(Stored items)

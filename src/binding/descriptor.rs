use std::sync::Arc;

use crate::error::{Side, SqlBindError};

use super::record::Record;
use super::types::{ByteWidth, Representation, SemanticType, SqlType};

/// Description of one positional parameter or result column.
#[derive(Debug, Clone, Copy, PartialEq, Eq)]
pub struct SlotDescriptor {
    pub index: usize,
    pub semantic: SemanticType,
    pub width: ByteWidth,
    pub nullable: bool,
    pub representation: Representation,
    pub requires_conversion: bool,
}

impl SlotDescriptor {
    fn new(index: usize, ty: SqlType) -> Self {
        Self {
            index,
            semantic: ty.semantic,
            width: ty.width,
            nullable: ty.nullable,
            representation: ty.representation,
            requires_conversion: needs_converter(ty),
        }
    }
}

/// Integers, floats and null flags bind straight from the field.
fn needs_converter(ty: SqlType) -> bool {
    !matches!(
        ty.semantic,
        SemanticType::Integer | SemanticType::Float | SemanticType::NullFlag
    )
}

/// Derive the slot descriptors of one statement side from a template.
///
/// `expected` is the placeholder count (parameters) or the backend column
/// count (results).
///
/// # Errors
///
/// Returns `SqlBindError::ConfigError` when the template's slot count does
/// not equal `expected` or a field reports no type.
pub fn build_slots<T: Record + ?Sized>(
    template: &T,
    expected: usize,
    side: Side,
) -> Result<Arc<[SlotDescriptor]>, SqlBindError> {
    let count = template.slot_count();
    if count != expected {
        return Err(SqlBindError::ConfigError(format!(
            "{side} template has {count} slots but the statement expects {expected}"
        )));
    }
    (0..count)
        .map(|index| {
            template
                .sql_type(index)
                .map(|ty| SlotDescriptor::new(index, ty))
                .ok_or_else(|| {
                    SqlBindError::ConfigError(format!("{side} template has no type for slot {index}"))
                })
        })
        .collect()
}

#[cfg(test)]
mod tests {
    use super::*;

    #[test]
    fn descriptors_follow_template_order() {
        let template = (0i32, String::new(), None::<Vec<u8>>);
        let slots = build_slots(&template, 3, Side::Results).unwrap();
        assert_eq!(slots.len(), 3);
        assert_eq!(slots[0].width, ByteWidth::Fixed(4));
        assert!(!slots[0].requires_conversion);
        assert_eq!(slots[1].semantic, SemanticType::VariableText);
        assert!(slots[1].requires_conversion);
        assert!(slots[2].nullable);
        assert_eq!(slots[2].index, 2);
    }

    #[test]
    fn count_mismatch_is_configuration_error() {
        let err = build_slots(&(1i64,), 2, Side::Parameters).unwrap_err();
        assert!(matches!(err, SqlBindError::ConfigError(_)));
    }
}
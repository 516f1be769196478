// Worker pool
//
// N threads drain one FIFO command channel shared through a mutex-guarded
// receiver:
// - channel: task trait and command enum
// - dispatcher: the per-thread receive loop

mod channel;
mod dispatcher;

use std::sync::mpsc::{self, SendError, Sender};
use std::sync::{Arc, Mutex};
use std::thread::{self, JoinHandle};

use tokio::runtime::Handle;
use tracing::{trace, warn};

use crate::error::SqlBindError;

pub(crate) use channel::Task;
use channel::Command;
use dispatcher::run_worker;
pub(crate) use dispatcher::panic_message;

/// Fixed-size pool of worker threads owned by one connection.
pub(crate) struct WorkerPool {
    connection: u64,
    sender: Sender<Command>,
    handles: Vec<JoinHandle<()>>,
}

impl WorkerPool {
    pub(crate) fn spawn(connection: u64, size: usize) -> Result<Self, SqlBindError> {
        let (sender, receiver) = mpsc::channel::<Command>();
        let receiver = Arc::new(Mutex::new(receiver));
        let runtime = Handle::try_current().ok();
        let mut pool = Self {
            connection,
            sender,
            handles: Vec::with_capacity(size),
        };
        for worker in 0..size {
            let receiver = Arc::clone(&receiver);
            let runtime = runtime.clone();
            let handle = thread::Builder::new()
                .name(format!("sqlbind-worker-{connection}-{worker}"))
                .spawn(move || {
                    let runtime_guard = runtime.as_ref().map(Handle::enter);
                    run_worker(connection, worker, &receiver);
                    drop(runtime_guard);
                })
                .map_err(|err| {
                    SqlBindError::WorkerError(format!("failed to spawn worker thread: {err}"))
                })?;
            pool.handles.push(handle);
        }
        Ok(pool)
    }

    pub(crate) fn size(&self) -> usize {
        self.handles.len()
    }

    /// Append a task to the shared FIFO queue.
    ///
    /// If no worker can receive it, the task is abandoned inline.
    pub(crate) fn submit(&self, task: Box<dyn Task>) {
        trace!(connection = self.connection, "job queued");
        if let Err(SendError(command)) = self.sender.send(Command::Execute(task)) {
            warn!(connection = self.connection, "worker pool closed; abandoning job");
            if let Command::Execute(task) = command {
                task.abandon(SqlBindError::WorkerError("worker pool is shut down".into()));
            }
        }
    }
}

impl Drop for WorkerPool {
    fn drop(&mut self) {
        // Shutdowns queue behind pending jobs, so those still run.
        for _ in 0..self.handles.len() {
            let _ = self.sender.send(Command::Shutdown);
        }
        let current = thread::current().id();
        for handle in self.handles.drain(..) {
            if handle.thread().id() == current {
                continue;
            }
            if handle.join().is_err() {
                warn!(connection = self.connection, "worker thread exited by panic");
            }
        }
    }
}
// Connection
//
// One native session plus the worker pool that drains its job queue.
// - worker: fixed-size thread pool and its FIFO command channel

pub(crate) mod worker;

use std::fmt;
use std::sync::atomic::{AtomicU64, Ordering};
use std::sync::{Arc, Mutex, MutexGuard};

use tracing::info;

use crate::config::ConnectOptions;
use crate::error::{BackendError, SqlBindError, poisoned};
use crate::native::SessionHandle;

use worker::{Task, WorkerPool};

static NEXT_CONNECTION_ID: AtomicU64 = AtomicU64::new(1);

/// Shared handle to a session and its worker pool.
///
/// Cloning is cheap; the session closes and the workers stop when the last
/// clone (including those held by statements) is dropped.
#[derive(Clone)]
pub struct Connection {
    inner: Arc<ConnectionInner>,
}

struct ConnectionInner {
    id: u64,
    options: ConnectOptions,
    session: Mutex<SessionHandle>,
    workers: WorkerPool,
}

impl Connection {
    /// Open a session and start `options.worker_threads` workers.
    ///
    /// # Errors
    ///
    /// Returns `ConfigError` for invalid options, `ConnectionError` if the
    /// session cannot be opened and `WorkerError` if a worker thread cannot
    /// be spawned.
    pub fn connect(options: ConnectOptions) -> Result<Self, SqlBindError> {
        options.validate()?;
        let session = SessionHandle::open(&options).map_err(|err| SqlBindError::session(&err))?;
        let id = NEXT_CONNECTION_ID.fetch_add(1, Ordering::Relaxed);
        let workers = WorkerPool::spawn(id, options.worker_threads)?;
        info!(
            connection = id,
            database = %options.database,
            workers = options.worker_threads,
            "connected"
        );
        Ok(Self {
            inner: Arc::new(ConnectionInner {
                id,
                options,
                session: Mutex::new(session),
                workers,
            }),
        })
    }

    /// Replace the session with a freshly opened one using the stored options.
    ///
    /// Prepared statements stay usable; they are re-prepared against the new
    /// session on their next execution.
    ///
    /// # Errors
    ///
    /// Returns `ConnectionError` if the session cannot be re-opened; the old
    /// session is kept in that case.
    pub fn reconnect(&self) -> Result<(), SqlBindError> {
        let fresh =
            SessionHandle::open(&self.inner.options).map_err(|err| SqlBindError::session(&err))?;
        *self.session()? = fresh;
        info!(connection = self.inner.id, "reconnected");
        Ok(())
    }

    /// Run one or more `;`-separated statements without binding.
    ///
    /// # Errors
    ///
    /// Returns `StatementError` with the engine's error.
    pub fn execute_batch(&self, sql: &str) -> Result<(), SqlBindError> {
        self.session()?
            .execute_batch(sql)
            .map_err(|err| SqlBindError::StatementError(BackendError::from_session(&err)))
    }

    #[must_use]
    pub fn id(&self) -> u64 {
        self.inner.id
    }

    #[must_use]
    pub fn options(&self) -> &ConnectOptions {
        &self.inner.options
    }

    #[must_use]
    pub fn worker_count(&self) -> usize {
        self.inner.workers.size()
    }

    pub(crate) fn session(&self) -> Result<MutexGuard<'_, SessionHandle>, SqlBindError> {
        self.inner.session.lock().map_err(|_| poisoned("session"))
    }

    pub(crate) fn submit(&self, task: Box<dyn Task>) {
        self.inner.workers.submit(task);
    }
}

impl fmt::Debug for Connection {
    fn fmt(&self, f: &mut fmt::Formatter<'_>) -> fmt::Result {
        f.debug_struct("Connection")
            .field("id", &self.inner.id)
            .field("database", &self.inner.options.database)
            .field("workers", &self.inner.workers.size())
            .finish()
    }
}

■ WHAT TO DO: All lines with the word "ConnectionError" are needed; pull them from the entries and copy each.

■ TASK RESULT:
    /// Returns `ConfigError` for invalid options, `ConnectionError` if the
    /// Returns `ConnectionError` if the session cannot be re-opened; the old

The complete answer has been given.